Items from a data source:
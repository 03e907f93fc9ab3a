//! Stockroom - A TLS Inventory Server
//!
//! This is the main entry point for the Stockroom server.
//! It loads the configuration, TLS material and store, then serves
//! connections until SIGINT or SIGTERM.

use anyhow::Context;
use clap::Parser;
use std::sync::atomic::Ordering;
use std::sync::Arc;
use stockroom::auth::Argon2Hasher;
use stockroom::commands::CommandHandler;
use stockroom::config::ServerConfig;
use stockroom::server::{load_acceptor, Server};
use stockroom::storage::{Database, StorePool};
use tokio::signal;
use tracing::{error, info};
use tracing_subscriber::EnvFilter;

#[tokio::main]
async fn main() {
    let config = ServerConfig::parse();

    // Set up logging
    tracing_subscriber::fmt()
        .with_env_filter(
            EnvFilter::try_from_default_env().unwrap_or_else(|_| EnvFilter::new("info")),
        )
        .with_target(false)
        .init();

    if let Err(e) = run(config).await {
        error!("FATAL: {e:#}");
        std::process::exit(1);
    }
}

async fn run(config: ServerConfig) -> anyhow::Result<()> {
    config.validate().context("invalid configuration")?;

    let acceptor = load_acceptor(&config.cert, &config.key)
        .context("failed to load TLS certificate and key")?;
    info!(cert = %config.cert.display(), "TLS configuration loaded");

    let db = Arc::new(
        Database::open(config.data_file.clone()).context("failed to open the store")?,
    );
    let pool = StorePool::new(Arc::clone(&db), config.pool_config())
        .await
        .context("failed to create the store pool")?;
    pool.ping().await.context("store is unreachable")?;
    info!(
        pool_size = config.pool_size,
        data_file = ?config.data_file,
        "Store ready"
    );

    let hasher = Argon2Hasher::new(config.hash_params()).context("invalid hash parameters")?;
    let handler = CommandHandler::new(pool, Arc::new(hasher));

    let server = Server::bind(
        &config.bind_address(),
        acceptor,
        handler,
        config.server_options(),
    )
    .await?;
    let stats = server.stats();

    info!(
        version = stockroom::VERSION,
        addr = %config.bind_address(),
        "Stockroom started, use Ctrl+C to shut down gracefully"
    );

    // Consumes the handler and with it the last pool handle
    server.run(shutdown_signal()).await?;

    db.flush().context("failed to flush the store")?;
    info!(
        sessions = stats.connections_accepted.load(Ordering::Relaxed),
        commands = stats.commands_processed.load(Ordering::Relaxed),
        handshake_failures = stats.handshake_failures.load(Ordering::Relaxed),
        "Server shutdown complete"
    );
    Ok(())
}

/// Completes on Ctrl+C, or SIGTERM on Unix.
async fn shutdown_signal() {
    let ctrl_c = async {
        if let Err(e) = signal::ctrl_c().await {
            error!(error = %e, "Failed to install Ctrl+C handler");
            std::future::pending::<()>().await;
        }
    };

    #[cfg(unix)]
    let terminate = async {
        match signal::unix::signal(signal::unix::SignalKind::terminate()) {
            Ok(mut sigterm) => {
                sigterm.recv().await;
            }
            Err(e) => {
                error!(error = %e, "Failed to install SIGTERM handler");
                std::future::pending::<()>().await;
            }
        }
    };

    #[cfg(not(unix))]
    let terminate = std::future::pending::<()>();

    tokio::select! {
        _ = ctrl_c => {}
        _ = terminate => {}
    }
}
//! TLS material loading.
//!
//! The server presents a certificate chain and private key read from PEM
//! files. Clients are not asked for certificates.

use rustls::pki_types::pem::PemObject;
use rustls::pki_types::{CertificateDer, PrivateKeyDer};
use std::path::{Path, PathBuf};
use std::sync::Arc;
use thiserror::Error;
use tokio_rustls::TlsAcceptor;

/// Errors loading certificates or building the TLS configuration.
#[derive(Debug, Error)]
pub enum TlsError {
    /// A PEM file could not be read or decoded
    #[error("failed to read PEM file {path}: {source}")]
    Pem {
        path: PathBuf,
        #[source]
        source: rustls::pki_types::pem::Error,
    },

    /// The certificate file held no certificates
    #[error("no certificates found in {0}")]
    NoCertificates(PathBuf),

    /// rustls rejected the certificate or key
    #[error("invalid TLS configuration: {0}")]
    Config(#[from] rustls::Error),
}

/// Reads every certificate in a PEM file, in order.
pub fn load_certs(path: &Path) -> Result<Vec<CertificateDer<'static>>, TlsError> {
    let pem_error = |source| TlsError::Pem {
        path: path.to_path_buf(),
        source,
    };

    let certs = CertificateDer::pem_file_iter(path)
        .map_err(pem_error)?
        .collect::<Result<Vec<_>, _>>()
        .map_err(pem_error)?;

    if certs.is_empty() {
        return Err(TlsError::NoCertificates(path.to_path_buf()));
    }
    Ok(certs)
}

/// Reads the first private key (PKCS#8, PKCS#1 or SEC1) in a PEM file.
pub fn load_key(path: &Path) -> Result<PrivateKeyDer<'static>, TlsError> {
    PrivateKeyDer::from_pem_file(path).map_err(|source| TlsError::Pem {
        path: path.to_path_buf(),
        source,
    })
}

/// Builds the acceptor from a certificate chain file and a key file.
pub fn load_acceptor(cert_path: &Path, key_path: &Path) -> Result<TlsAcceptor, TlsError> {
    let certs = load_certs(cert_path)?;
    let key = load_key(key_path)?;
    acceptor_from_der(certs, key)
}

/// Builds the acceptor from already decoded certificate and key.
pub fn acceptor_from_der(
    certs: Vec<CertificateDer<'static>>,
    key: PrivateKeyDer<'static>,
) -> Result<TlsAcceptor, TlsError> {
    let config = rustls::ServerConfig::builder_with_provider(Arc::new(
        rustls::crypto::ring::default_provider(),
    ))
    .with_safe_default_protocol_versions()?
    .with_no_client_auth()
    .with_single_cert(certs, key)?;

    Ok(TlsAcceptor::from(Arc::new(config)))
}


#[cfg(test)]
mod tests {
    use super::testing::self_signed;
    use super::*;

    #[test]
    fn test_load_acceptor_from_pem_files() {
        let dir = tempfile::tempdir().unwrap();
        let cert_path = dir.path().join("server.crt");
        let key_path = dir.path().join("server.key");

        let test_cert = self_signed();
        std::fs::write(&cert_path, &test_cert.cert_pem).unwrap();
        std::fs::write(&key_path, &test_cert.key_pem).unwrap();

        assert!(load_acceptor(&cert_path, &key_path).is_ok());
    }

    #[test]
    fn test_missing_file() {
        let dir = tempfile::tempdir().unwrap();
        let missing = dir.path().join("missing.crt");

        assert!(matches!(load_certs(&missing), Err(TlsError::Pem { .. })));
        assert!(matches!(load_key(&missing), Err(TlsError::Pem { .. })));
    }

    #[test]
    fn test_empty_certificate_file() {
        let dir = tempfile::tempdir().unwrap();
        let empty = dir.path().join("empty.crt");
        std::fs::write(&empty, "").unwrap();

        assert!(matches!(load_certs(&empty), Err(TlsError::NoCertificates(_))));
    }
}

* Activity
Set down each entry from above once more, exactly as written.

* Task result
repository 03e907f93fc9ab3a
//! Stockroom - A TLS Inventory Server
//!
//! This is the main entry point for the Stockroom server.
//! It loads the configuration, TLS material and store, then serves
//! connections until SIGINT or SIGTERM.

use anyhow::Context;
use clap::Parser;
use std::sync::atomic::Ordering;
use std::sync::Arc;
use stockroom::auth::Argon2Hasher;
use stockroom::commands::CommandHandler;
use stockroom::config::ServerConfig;
use stockroom::server::{load_acceptor, Server};
use stockroom::storage::{Database, StorePool};
use tokio::signal;
use tracing::{error, info};
use tracing_subscriber::EnvFilter;

#[tokio::main]
async fn main() {
    let config = ServerConfig::parse();

    // Set up logging
    tracing_subscriber::fmt()
        .with_env_filter(
            EnvFilter::try_from_default_env().unwrap_or_else(|_| EnvFilter::new("info")),
        )
        .with_target(false)
        .init();

    if let Err(e) = run(config).await {
        error!("FATAL: {e:#}");
        std::process::exit(1);
    }
}

async fn run(config: ServerConfig) -> anyhow::Result<()> {
    config.validate().context("invalid configuration")?;

    let acceptor = load_acceptor(&config.cert, &config.key)
        .context("failed to load TLS certificate and key")?;
    info!(cert = %config.cert.display(), "TLS configuration loaded");

    let db = Arc::new(
        Database::open(config.data_file.clone()).context("failed to open the store")?,
    );
    let pool = StorePool::new(Arc::clone(&db), config.pool_config())
        .await
        .context("failed to create the store pool")?;
    pool.ping().await.context("store is unreachable")?;
    info!(
        pool_size = config.pool_size,
        data_file = ?config.data_file,
        "Store ready"
    );

    let hasher = Argon2Hasher::new(config.hash_params()).context("invalid hash parameters")?;
    let handler = CommandHandler::new(pool, Arc::new(hasher));

    let server = Server::bind(
        &config.bind_address(),
        acceptor,
        handler,
        config.server_options(),
    )
    .await?;
    let stats = server.stats();

    info!(
        version = stockroom::VERSION,
        addr = %config.bind_address(),
        "Stockroom started, use Ctrl+C to shut down gracefully"
    );

    // Consumes the handler and with it the last pool handle
    server.run(shutdown_signal()).await?;

    db.flush().context("failed to flush the store")?;
    info!(
        sessions = stats.connections_accepted.load(Ordering::Relaxed),
        commands = stats.commands_processed.load(Ordering::Relaxed),
        handshake_failures = stats.handshake_failures.load(Ordering::Relaxed),
        "Server shutdown complete"
    );
    Ok(())
}

/// Completes on Ctrl+C, or SIGTERM on Unix.
async fn shutdown_signal() {
    let ctrl_c = async {
        if let Err(e) = signal::ctrl_c().await {
            error!(error = %e, "Failed to install Ctrl+C handler");
            std::future::pending::<()>().await;
        }
    };

    #[cfg(unix)]
    let terminate = async {
        match signal::unix::signal(signal::unix::SignalKind::terminate()) {
            Ok(mut sigterm) => {
                sigterm.recv().await;
            }
            Err(e) => {
                error!(error = %e, "Failed to install SIGTERM handler");
                std::future::pending::<()>().await;
            }
        }
    };

    #[cfg(not(unix))]
    let terminate = std::future::pending::<()>();

    tokio::select! {
        _ = ctrl_c => {}
        _ = terminate => {}
    }
}
//! TLS material loading.
//!
//! The server presents a certificate chain and private key read from PEM
//! files. Clients are not asked for certificates.

use rustls::pki_types::pem::PemObject;
use rustls::pki_types::{CertificateDer, PrivateKeyDer};
use std::path::{Path, PathBuf};
use std::sync::Arc;
use thiserror::Error;
use tokio_rustls::TlsAcceptor;

/// Errors loading certificates or building the TLS configuration.
#[derive(Debug, Error)]
pub enum TlsError {
    /// A PEM file could not be read or decoded
    #[error("failed to read PEM file {path}: {source}")]
    Pem {
        path: PathBuf,
        #[source]
        source: rustls::pki_types::pem::Error,
    },

    /// The certificate file held no certificates
    #[error("no certificates found in {0}")]
    NoCertificates(PathBuf),

    /// rustls rejected the certificate or key
    #[error("invalid TLS configuration: {0}")]
    Config(#[from] rustls::Error),
}

/// Reads every certificate in a PEM file, in order.
pub fn load_certs(path: &Path) -> Result<Vec<CertificateDer<'static>>, TlsError> {
    let pem_error = |source| TlsError::Pem {
        path: path.to_path_buf(),
        source,
    };

    let certs = CertificateDer::pem_file_iter(path)
        .map_err(pem_error)?
        .collect::<Result<Vec<_>, _>>()
        .map_err(pem_error)?;

    if certs.is_empty() {
        return Err(TlsError::NoCertificates(path.to_path_buf()));
    }
    Ok(certs)
}

/// Reads the first private key (PKCS#8, PKCS#1 or SEC1) in a PEM file.
pub fn load_key(path: &Path) -> Result<PrivateKeyDer<'static>, TlsError> {
    PrivateKeyDer::from_pem_file(path).map_err(|source| TlsError::Pem {
        path: path.to_path_buf(),
        source,
    })
}

/// Builds the acceptor from a certificate chain file and a key file.
pub fn load_acceptor(cert_path: &Path, key_path: &Path) -> Result<TlsAcceptor, TlsError> {
    let certs = load_certs(cert_path)?;
    let key = load_key(key_path)?;
    acceptor_from_der(certs, key)
}

/// Builds the acceptor from already decoded certificate and key.
pub fn acceptor_from_der(
    certs: Vec<CertificateDer<'static>>,
    key: PrivateKeyDer<'static>,
) -> Result<TlsAcceptor, TlsError> {
    let config = rustls::ServerConfig::builder_with_provider(Arc::new(
        rustls::crypto::ring::default_provider(),
    ))
    .with_safe_default_protocol_versions()?
    .with_no_client_auth()
    .with_single_cert(certs, key)?;

    Ok(TlsAcceptor::from(Arc::new(config)))
}


#[cfg(test)]
mod tests {
    use super::testing::self_signed;
    use super::*;

    #[test]
    fn test_load_acceptor_from_pem_files() {
        let dir = tempfile::tempdir().unwrap();
        let cert_path = dir.path().join("server.crt");
        let key_path = dir.path().join("server.key");

        let test_cert = self_signed();
        std::fs::write(&cert_path, &test_cert.cert_pem).unwrap();
        std::fs::write(&key_path, &test_cert.key_pem).unwrap();

        assert!(load_acceptor(&cert_path, &key_path).is_ok());
    }

    #[test]
    fn test_missing_file() {
        let dir = tempfile::tempdir().unwrap();
        let missing = dir.path().join("missing.crt");

        assert!(matches!(load_certs(&missing), Err(TlsError::Pem { .. })));
        assert!(matches!(load_key(&missing), Err(TlsError::Pem { .. })));
    }

    #[test]
    fn test_empty_certificate_file() {
        let dir = tempfile::tempdir().unwrap();
        let empty = dir.path().join("empty.crt");
        std::fs::write(&empty, "").unwrap();

        assert!(matches!(load_certs(&empty), Err(TlsError::NoCertificates(_))));
    }
}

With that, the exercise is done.